Former Timberwolf Brant Wulf moves to Little Rock after a very productive season in Richmond.

Outside of Torrealba there aren’t too many “impact” bats left out there. Don’t get me wrong, there are some very productive guys left, but nothing game changing.

As far as pitchers go, Doug Stern, and Sal Veres are probably the best two left.

Also I might start a “Tanking Watch” section to the blog as Kansas City hasn’t signed a player other than to a minor league deal at this point.

Season 23 – Free Agency

I haven’t been as active on updating the blog this season, and for that I apologize.

Here’s a quick run down of the off season acquisitions so far.

Gabby Ducey comes over the the National League to join Little Rock on a 5yr/$73.9 million deal. I was in the bidding on him, but I was only willing to do 5yrs at $12.5 million per with a $8-9 million bonus this year. They also lock up perennial gold glove catcher D'Angelo Alberro for five years.

Both Alex Zhou and Maverick Buss are staying in Austin for the next couple of years. I’ve sang the praises of Zhou before, and I will continue to until he’s a HOF. The guy is far and away the league leader for career WAR.

Armando Melendez stays in the American League, but switches to the southern division as he joins San Juan. He’s probably no longer suited for duty behind the plate, but his bat is still potent.

Another Hartford loss as Alexi Balentien moves over to Scottsdale on a very reasonable 3yr/$15 million deal.

Baltimore, formerly Dover, holds onto Michael Myers.

Somehow Hartford gets Angel Wilfredo on a one year deal.

Jacksonville cuts lose Fritz Purcell allowing Syracuse to pick him up.

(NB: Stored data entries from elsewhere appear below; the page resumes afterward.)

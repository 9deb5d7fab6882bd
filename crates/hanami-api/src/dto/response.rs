//! Response DTOs.

use chrono::{DateTime, Utc};
use serde::{Deserialize, Serialize};

use hanami_entity::user::User;

/// Standard success response wrapper.
#[derive(Debug, Clone, Serialize, Deserialize)]
pub struct ApiResponse<T: Serialize> {
    /// Whether the request was successful.
    pub success: bool,
    /// Response data.
    pub data: T,
}

impl<T: Serialize> ApiResponse<T> {
    /// Creates a successful response.
    pub fn ok(data: T) -> Self {
        Self {
            success: true,
            data,
        }
    }
}

/// Paginated response wrapper.
#[derive(Debug, Clone, Serialize, Deserialize)]
pub struct PaginatedResponse<T: Serialize> {
    /// Items in this page.
    pub items: Vec<T>,
    /// Total item count.
    pub total: u64,
    /// Current page.
    pub page: i64,
    /// Items per page.
    pub per_page: i64,
}

/// Login response.
#[derive(Debug, Clone, Serialize, Deserialize)]
pub struct LoginResponse {
    /// Signed identity token.
    pub token: String,
    /// The authenticated user's identifier.
    pub user_id: i64,
    /// User info.
    pub user: UserResponse,
}

/// User summary for responses. Never includes the credential digest.
#[derive(Debug, Clone, Serialize, Deserialize)]
pub struct UserResponse {
    /// User ID.
    pub id: i64,
    /// Username.
    pub username: String,
    /// Email.
    pub email: String,
    /// Display name.
    pub display_name: Option<String>,
    /// Free-form remarks.
    pub remarks: Option<String>,
    /// Permission level (0 = administrator).
    pub permission: i32,
    /// Stored avatar filename.
    pub avatar: Option<String>,
    /// Created at.
    pub created_at: DateTime<Utc>,
}

impl From<User> for UserResponse {
    fn from(user: User) -> Self {
        Self {
            id: user.id,
            username: user.username,
            email: user.email,
            display_name: user.display_name,
            remarks: user.remarks,
            permission: user.permission,
            avatar: user.avatar,
            created_at: user.created_at,
        }
    }
}

/// Simple message response.
#[derive(Debug, Clone, Serialize, Deserialize)]
pub struct MessageResponse {
    /// Message.
    pub message: String,
}

/// Health check response.
#[derive(Debug, Clone, Serialize, Deserialize)]
pub struct HealthResponse {
    /// Status.
    pub status: String,
    /// Version.
    pub version: String,
    /// Database connectivity.
    pub database: String,
}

I signed Jerry Whitman to replace Benji Diaz at 1B. I also brought in Kazuo Lee to play CF, which his range should make him a good candidate for gold glove, though his arm probably isn’t up to snuff. Oh well, he’ll play a better CF than Jimmie Velazquez would’ve. Though all I want him to do is walk and get on base.

After an off year, Sean Shave moves to Jacksonville. Like Melendez, he’s probably not going to be even an average catcher anymore, but he’ll do in a pinch.

Jackson signed Greg Blake, probably to replace Shave. His bat isn’t as good as Shave’s, but he definitely a better fielder.

Our fearless commish signed Pablo Mateo for four years.

Switching over to starting pitchers real quick before I sign off for the night:

I’m happy that Willie Rooney is out of my division, as he’s playing in Salem now.

After being abused in Los Angeles last season, Melky Serra moves over to Jackson. They also pick up Matty Owen, and Miguel Ayala. If I had to guess who will have the most improved pitching staff without really looking too hard, my guess would have to be on Jackson.

Another Hartford loss, Kevin Lennon is now playing in Syracuse. Lennon looks oddly like Jody DuBose if you ask me.

Another pitcher out of my division, Pedro Mercedes is now playing in Sacramento, who is in the AL West.

Hartford is able to stem the loss of Lennon with Santos Henriquez on a one year deal.

Al Lee signs for New Orleans.

And that’s where I’ll leave it at. I’ll try to post something tomorrow.

Look for Ewell Torrealba, and Les Buchanan in future updates.

Career WAR

So in my downtime I’ve been slowly compiling historical stats for the world. I’ve got all 22 seasons of offensive and fielding data, and the first seven seasons for pitching data.

The spreadsheet with all the data I’ve got so far can be found here.

For the batters, the season count is how many times the player appears in the spreadsheet. If a player played on two teams in a given season, he’ll appear twice, so it’s not an exact representation of how many seasons they appeared in the majors.

The positional columns are the fielding statistic developed, including positional adjustments based on games played. If two fielders were close in a given season on the raw data, but one played more game, that guy will have a higher run data based on the adjustments. So just take that into account.

FRAA is just a sum of all the positional columns.

wRAA is exactly what is, weight runs above average based on wOBA.

wSB is just a gauge for how much a player contributes by stealing bases.

FRAA, wRAA and wSB is all expressed in runs.

Total WAR is expressed in wins.

The pitcher sheet is pretty self-explanatory.

 

I’ll update the pitcher sheet once I get more time.